According to Forbes (courtesy of the Tax Prof Blog), Newt Gingrich's tax return shows that he purported to avoid $50,000 of Medicare payroll taxes by using the so-called John Edwards Sub S tax shelter - a scam that Forbes says the IRS has "consistently and successfully attacked." The trick is to avoid the 2.9 percent Medicare payroll tax by forming a shell entity that supposedly employs you. Then, when others pay for your services, the money goes to the entity, which underpays you from a reasonable compensation standpoint. This ostensibly results in converting the lion's share of your compensation income into business profits, which do not face the Medicare payroll tax. If you actually need the cash, you can still ask the entity to pay it to you (and it will probably say yes to its 100% owner), but you label the payments as dividends, which also are exempt from the Medicare payroll tax (and indeed are tax-irrelevant, given that a subchapter S corporation is taxed as a flow-through entity whose profits accrued to you anyway).

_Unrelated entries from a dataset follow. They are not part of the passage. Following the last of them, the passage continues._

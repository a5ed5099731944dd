use std::ffi::OsString;
use std::path::{Path, PathBuf};
use std::process::ExitCode;

use clap::error::ErrorKind;
pub use cli::CLIParser;
pub use error::Error;
use raster::reader::{ImageReader, PhotoImageReader, ResizeFilter};
use raster::writer::Container;

mod cli;
pub mod color;
mod error;
mod logger;
mod output;
pub mod raster;

pub type Result<T> = std::result::Result<T, error::Error>;

pub struct Arguments {
    input_file: PathBuf,
    output_file: Option<PathBuf>,
    container: Container,
    width: u16,
    height: u16,
    filter: ResizeFilter,
}

impl Arguments {
    pub fn input_file(&self) -> &Path {
        &self.input_file
    }

    pub fn container(&self) -> Container {
        self.container
    }

    pub fn width(&self) -> u16 {
        self.width
    }

    pub fn height(&self) -> u16 {
        self.height
    }

    pub fn resolve_output_file(&self) -> PathBuf {
        match &self.output_file {
            Some(output_file) => output_file.clone(),
            None => output::derive_output_file(&self.input_file, self.container),
        }
    }
}

/// Decodes, resamples and re-encodes the input image, returning the path written.
pub fn convert_image(arguments: &Arguments) -> Result<PathBuf> {
    let output_file = arguments.resolve_output_file();
    log::info!(
        "Converting '{}' into {} {}x{} at '{}'",
        arguments.input_file.display(),
        arguments.container,
        arguments.width,
        arguments.height,
        output_file.display()
    );
    let mut reader = PhotoImageReader::new(
        &arguments.input_file,
        arguments.width,
        arguments.height,
        arguments.filter,
    );
    let image = reader.read_image()?;
    let encoded = arguments.container.encoder().encode(&image)?;
    output::write_output_file(&output_file, &encoded)?;
    Ok(output_file)
}

/// Entry point shared by the binaries; failures are reported on stdout.
pub fn run<I, T>(cli_parser: &mut CLIParser, itr: I) -> ExitCode
where
    I: IntoIterator<Item = T>,
    T: Into<OsString> + Clone,
{
    let arguments = match cli_parser.try_parse(itr) {
        Ok(arguments) => arguments,
        Err(e) => {
            print!("{}", e);
            return match e.kind() {
                ErrorKind::DisplayHelp | ErrorKind::DisplayVersion => ExitCode::SUCCESS,
                _ => ExitCode::FAILURE,
            };
        }
    };
    match convert_image(&arguments) {
        Ok(output_file) => {
            println!("Conversion successful! Output file: {}", output_file.display());
            println!(
                "Format: {} {}x{}",
                arguments.container.description(),
                arguments.width,
                arguments.height
            );
            println!("{}", arguments.container.usage_hint());
            ExitCode::SUCCESS
        }
        Err(e) => {
            println!("Conversion failed because of: {}", e);
            ExitCode::FAILURE
        }
    }
}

Essentially, the trick is the same as if I were to make a deal with NYU whereby I formed a subchapter S corporation, charged NYU my entire salary, and then had my S corporation pay me just a pittance under the salary label. If this worked, I could avoid all payroll taxes (except on the pittance that I admitted was salary) - Social Security as well as Medicare. And I suppose NYU could avoid paying its half of the Social Security payroll tax. But needless to say this wouldn't actually work, in particular given the personal service corporation rules (Internal Revenue Code section 269A).

The John Edwards Sub S tax shelter typically comes closer to being legally defensible, avoiding the terms of section 269A and being contested by the IRS on "reasonable compensation" grounds, which in this setting is a version of substance over form. That is, if Gingrich the sub S owner were dealing at arm's length with Gingrich the star employee, he would have to pay himself pretty much the entire profits, since he is the asset. The IRS has had prominent recent wins lately in litigating this issue.

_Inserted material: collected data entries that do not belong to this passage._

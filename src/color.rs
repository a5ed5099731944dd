const RED_MASK: u16 = 0xF800;
const GREEN_MASK: u16 = 0x07E0;
const BLUE_MASK: u16 = 0x001F;

#[derive(Clone, Copy, Debug, Default, PartialEq, Eq)]
pub struct RGBColorFormat<T> {
    pub red: T,
    pub green: T,
    pub blue: T,
}

impl<T> RGBColorFormat<T> {
    pub fn new(red: T, green: T, blue: T) -> Self {
        RGBColorFormat { red, green, blue }
    }
}

impl From<image::Rgb<u8>> for RGBColorFormat<u8> {
    fn from(value: image::Rgb<u8>) -> Self {
        let [red, green, blue] = value.0;
        RGBColorFormat { red, green, blue }
    }
}

/// A pixel packed as `RRRRRGGG GGGBBBBB`.
///
/// The reduction from truecolor truncates the low bits of every channel.
/// There is no rounding and no dithering, so a decoder reading the channels
/// back gets exactly `r >> 3`, `g >> 2` and `b >> 3`.
#[derive(Clone, Copy, Debug, Default, PartialEq, Eq)]
pub struct RGB565ColorFormat(u16);

impl RGB565ColorFormat {
    pub fn new(packed: u16) -> Self {
        RGB565ColorFormat(packed)
    }

    pub fn value(&self) -> u16 {
        self.0
    }

    pub fn red5(&self) -> u8 {
        ((self.0 & RED_MASK) >> 11) as u8
    }

    pub fn green6(&self) -> u8 {
        ((self.0 & GREEN_MASK) >> 5) as u8
    }

    pub fn blue5(&self) -> u8 {
        (self.0 & BLUE_MASK) as u8
    }

    pub fn to_le_bytes(self) -> [u8; 2] {
        self.0.to_le_bytes()
    }
}

impl From<&RGBColorFormat<u8>> for RGB565ColorFormat {
    fn from(value: &RGBColorFormat<u8>) -> Self {
        let red = ((value.red >> 3) & 0x1F) as u16;
        let green = ((value.green >> 2) & 0x3F) as u16;
        let blue = ((value.blue >> 3) & 0x1F) as u16;
        RGB565ColorFormat((red << 11) | (green << 5) | blue)
    }
}

impl From<RGBColorFormat<u8>> for RGB565ColorFormat {
    fn from(value: RGBColorFormat<u8>) -> Self {
        RGB565ColorFormat::from(&value)
    }
}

It's only fair to compare Gingrich's Sub S tax shelter to Romney's use of Caymans entities to avoid unrelated business income tax (UBIT) with respect to his pension investments. Romney's strategy appears clearly to work as a legal matter, and the tax he is avoiding (the imposition of UBIT on debt-financed exempt entity investments) has contested merits, which may be one reason why Congress has not revised the rules to defeat the strategy (an almost absurdly simple one, based on not "looking through" a meaningless blocker entity). Gingrich's tax planning trick strikes at the heart of taxing earned income under the rules that are supposed to apply to it. Like so many abusive tax shelters, it appears to be based on mischaracterizing actual transactions, rather than merely exploiting a legally relevant technical lacuna in the law. What is more, if audited, Gingrich (unlike Romney) might face a risk not just of losing the case, but of owing penalties.